YOUR TASK: Go through the data below and return each line where the string "Local" appears.

DATA PROVIDED:
────────

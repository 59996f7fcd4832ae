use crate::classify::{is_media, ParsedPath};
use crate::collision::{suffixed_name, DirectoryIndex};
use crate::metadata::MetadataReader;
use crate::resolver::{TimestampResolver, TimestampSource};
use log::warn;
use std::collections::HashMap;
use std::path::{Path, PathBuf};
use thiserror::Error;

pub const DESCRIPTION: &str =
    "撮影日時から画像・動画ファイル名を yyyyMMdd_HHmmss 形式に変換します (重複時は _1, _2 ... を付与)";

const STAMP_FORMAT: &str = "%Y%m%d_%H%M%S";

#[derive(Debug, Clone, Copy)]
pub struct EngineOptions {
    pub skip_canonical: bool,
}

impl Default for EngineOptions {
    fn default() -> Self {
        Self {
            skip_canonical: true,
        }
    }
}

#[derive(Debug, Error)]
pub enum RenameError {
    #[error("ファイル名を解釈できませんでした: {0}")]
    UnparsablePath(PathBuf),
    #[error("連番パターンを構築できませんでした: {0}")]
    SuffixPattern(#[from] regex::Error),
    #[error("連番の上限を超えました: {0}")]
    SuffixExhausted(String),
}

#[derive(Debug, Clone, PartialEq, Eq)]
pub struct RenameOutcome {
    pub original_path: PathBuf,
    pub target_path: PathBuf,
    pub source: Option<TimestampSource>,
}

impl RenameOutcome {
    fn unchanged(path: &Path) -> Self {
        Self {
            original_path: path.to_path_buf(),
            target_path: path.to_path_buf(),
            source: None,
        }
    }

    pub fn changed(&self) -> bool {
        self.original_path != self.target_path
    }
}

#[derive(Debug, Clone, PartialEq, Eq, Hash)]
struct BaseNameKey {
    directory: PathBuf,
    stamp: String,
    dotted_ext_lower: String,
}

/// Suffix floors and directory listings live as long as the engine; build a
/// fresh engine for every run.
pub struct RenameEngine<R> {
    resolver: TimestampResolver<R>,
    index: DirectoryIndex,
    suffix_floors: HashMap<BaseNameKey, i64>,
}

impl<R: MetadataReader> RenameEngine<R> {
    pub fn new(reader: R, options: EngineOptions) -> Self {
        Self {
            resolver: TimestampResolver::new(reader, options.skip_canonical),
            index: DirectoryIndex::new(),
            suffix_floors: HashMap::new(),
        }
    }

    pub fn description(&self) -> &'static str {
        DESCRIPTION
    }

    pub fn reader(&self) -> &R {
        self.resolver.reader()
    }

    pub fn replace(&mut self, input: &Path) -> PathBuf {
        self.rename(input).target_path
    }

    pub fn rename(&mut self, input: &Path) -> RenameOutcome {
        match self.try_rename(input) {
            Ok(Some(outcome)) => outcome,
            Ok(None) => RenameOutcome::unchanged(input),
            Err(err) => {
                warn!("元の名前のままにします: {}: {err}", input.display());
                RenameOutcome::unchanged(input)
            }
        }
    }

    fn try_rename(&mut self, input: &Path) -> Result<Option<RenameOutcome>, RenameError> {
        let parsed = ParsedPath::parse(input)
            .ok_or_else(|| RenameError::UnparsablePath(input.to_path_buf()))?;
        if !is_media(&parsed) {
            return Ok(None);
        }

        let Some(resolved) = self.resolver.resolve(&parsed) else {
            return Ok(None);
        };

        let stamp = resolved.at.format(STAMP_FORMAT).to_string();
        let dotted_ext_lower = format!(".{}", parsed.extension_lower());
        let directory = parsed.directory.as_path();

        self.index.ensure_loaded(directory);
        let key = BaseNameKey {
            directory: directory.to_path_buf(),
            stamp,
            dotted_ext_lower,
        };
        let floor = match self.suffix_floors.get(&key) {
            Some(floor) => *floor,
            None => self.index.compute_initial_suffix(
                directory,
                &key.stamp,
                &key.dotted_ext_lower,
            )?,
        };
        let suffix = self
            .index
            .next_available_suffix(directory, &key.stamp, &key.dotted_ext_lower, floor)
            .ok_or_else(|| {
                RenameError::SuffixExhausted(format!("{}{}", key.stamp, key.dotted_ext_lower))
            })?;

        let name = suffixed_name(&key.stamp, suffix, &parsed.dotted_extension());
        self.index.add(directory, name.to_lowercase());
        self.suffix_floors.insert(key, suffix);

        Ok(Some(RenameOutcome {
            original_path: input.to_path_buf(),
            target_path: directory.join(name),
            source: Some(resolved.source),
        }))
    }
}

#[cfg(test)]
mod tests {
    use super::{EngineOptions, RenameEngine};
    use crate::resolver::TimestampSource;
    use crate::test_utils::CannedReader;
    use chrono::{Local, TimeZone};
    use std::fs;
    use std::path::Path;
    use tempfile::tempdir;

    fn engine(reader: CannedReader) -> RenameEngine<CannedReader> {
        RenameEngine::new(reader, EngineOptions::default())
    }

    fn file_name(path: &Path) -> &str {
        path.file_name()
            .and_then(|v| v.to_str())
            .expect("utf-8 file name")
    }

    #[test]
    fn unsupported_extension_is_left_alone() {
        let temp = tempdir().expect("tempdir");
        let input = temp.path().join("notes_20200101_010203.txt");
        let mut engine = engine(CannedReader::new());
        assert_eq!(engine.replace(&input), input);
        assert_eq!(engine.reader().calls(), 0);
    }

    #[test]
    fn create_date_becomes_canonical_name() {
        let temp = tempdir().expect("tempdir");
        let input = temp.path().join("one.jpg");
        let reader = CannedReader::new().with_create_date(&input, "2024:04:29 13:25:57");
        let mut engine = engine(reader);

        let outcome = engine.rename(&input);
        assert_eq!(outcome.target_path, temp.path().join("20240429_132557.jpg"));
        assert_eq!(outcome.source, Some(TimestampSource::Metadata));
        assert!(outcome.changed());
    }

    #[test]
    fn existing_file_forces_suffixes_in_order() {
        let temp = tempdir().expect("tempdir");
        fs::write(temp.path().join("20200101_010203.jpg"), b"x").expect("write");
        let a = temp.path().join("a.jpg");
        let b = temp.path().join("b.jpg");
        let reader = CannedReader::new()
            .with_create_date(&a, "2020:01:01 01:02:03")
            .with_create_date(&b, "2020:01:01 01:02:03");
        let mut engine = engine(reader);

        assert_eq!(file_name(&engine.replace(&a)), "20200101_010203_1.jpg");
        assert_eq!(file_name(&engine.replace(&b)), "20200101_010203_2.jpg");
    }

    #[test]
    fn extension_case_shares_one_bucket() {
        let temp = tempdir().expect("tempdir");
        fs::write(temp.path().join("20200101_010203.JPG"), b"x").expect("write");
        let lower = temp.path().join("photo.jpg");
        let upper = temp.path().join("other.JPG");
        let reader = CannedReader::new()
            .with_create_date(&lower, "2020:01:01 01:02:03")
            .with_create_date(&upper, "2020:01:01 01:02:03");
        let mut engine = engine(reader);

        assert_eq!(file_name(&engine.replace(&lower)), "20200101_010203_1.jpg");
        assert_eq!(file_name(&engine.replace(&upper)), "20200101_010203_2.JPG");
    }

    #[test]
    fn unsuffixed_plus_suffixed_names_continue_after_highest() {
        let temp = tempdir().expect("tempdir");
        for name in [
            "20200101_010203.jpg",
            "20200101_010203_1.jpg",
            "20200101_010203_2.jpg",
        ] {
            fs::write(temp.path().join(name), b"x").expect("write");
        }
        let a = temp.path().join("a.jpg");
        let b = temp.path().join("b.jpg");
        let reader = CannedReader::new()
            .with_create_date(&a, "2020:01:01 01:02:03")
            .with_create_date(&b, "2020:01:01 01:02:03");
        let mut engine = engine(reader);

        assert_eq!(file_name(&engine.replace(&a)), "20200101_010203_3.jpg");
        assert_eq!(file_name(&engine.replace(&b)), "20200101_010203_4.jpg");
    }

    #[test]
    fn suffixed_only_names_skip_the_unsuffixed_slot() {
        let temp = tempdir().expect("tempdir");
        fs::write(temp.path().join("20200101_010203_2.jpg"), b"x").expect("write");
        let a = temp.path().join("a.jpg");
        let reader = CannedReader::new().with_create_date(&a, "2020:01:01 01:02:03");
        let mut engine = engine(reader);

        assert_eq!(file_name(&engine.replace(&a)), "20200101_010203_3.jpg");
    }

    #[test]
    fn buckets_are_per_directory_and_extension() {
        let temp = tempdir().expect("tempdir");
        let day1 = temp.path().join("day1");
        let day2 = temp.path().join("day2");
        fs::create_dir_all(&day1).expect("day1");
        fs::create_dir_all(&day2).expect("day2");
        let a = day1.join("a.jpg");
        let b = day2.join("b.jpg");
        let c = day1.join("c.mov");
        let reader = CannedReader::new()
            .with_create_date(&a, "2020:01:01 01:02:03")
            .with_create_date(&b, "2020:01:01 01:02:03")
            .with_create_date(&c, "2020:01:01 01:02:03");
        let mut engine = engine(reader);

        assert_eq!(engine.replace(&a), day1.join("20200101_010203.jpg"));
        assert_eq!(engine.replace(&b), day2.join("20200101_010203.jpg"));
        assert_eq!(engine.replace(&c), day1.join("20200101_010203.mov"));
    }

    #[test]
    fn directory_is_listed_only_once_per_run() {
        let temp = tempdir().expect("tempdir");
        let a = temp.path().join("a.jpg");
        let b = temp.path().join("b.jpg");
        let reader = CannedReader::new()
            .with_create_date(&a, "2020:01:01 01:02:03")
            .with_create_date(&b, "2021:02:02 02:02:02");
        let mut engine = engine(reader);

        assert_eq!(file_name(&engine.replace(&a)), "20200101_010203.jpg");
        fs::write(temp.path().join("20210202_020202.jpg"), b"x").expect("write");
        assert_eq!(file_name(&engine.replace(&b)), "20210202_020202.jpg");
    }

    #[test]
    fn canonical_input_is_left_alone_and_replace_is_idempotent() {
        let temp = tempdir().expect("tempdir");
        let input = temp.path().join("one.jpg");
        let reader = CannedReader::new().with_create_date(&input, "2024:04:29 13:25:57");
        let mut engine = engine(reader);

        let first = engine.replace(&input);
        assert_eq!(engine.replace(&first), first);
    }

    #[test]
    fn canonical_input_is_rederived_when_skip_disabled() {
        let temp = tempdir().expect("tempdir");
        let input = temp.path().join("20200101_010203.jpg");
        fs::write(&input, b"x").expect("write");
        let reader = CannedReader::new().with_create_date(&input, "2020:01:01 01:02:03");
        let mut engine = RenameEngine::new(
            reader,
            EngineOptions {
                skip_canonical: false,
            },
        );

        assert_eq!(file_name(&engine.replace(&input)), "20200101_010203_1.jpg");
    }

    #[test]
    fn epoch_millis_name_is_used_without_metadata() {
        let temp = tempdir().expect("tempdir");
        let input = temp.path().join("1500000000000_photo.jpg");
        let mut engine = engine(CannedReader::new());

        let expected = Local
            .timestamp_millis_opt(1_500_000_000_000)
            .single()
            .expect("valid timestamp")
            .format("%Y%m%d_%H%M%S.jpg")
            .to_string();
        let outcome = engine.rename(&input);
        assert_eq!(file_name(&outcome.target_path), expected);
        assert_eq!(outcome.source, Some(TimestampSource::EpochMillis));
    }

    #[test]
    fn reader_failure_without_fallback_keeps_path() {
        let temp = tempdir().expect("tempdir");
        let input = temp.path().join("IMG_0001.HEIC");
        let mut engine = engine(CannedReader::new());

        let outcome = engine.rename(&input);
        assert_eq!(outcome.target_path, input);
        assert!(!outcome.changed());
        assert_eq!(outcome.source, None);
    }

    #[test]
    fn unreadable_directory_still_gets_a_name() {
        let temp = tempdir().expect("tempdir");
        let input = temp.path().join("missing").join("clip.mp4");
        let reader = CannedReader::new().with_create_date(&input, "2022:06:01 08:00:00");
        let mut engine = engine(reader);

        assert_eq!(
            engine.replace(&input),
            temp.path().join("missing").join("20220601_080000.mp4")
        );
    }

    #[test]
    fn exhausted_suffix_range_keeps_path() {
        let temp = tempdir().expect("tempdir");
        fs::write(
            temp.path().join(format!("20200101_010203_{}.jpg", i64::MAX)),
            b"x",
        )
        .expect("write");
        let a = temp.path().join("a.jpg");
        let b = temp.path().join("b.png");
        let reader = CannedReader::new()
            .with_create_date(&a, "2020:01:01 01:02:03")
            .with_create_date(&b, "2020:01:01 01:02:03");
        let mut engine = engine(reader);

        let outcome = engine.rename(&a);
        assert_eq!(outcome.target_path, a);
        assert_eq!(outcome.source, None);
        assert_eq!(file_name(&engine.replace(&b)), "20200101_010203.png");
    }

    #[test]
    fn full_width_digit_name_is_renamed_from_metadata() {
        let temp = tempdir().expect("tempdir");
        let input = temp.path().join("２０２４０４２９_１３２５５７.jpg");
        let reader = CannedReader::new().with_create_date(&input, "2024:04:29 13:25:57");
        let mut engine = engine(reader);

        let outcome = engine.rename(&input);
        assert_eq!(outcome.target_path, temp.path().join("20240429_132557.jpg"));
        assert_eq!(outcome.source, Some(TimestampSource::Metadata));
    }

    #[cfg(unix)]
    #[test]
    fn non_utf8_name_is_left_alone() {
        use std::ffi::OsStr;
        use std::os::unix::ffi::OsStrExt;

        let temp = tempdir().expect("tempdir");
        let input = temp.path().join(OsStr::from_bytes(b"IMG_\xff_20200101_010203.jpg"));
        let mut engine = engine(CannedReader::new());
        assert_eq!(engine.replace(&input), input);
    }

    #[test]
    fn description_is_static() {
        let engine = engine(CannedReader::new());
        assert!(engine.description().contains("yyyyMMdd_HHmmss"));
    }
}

────────

SOLUTION TO THIS EXERCISE:
    use chrono::{Local, TimeZone};
        let expected = Local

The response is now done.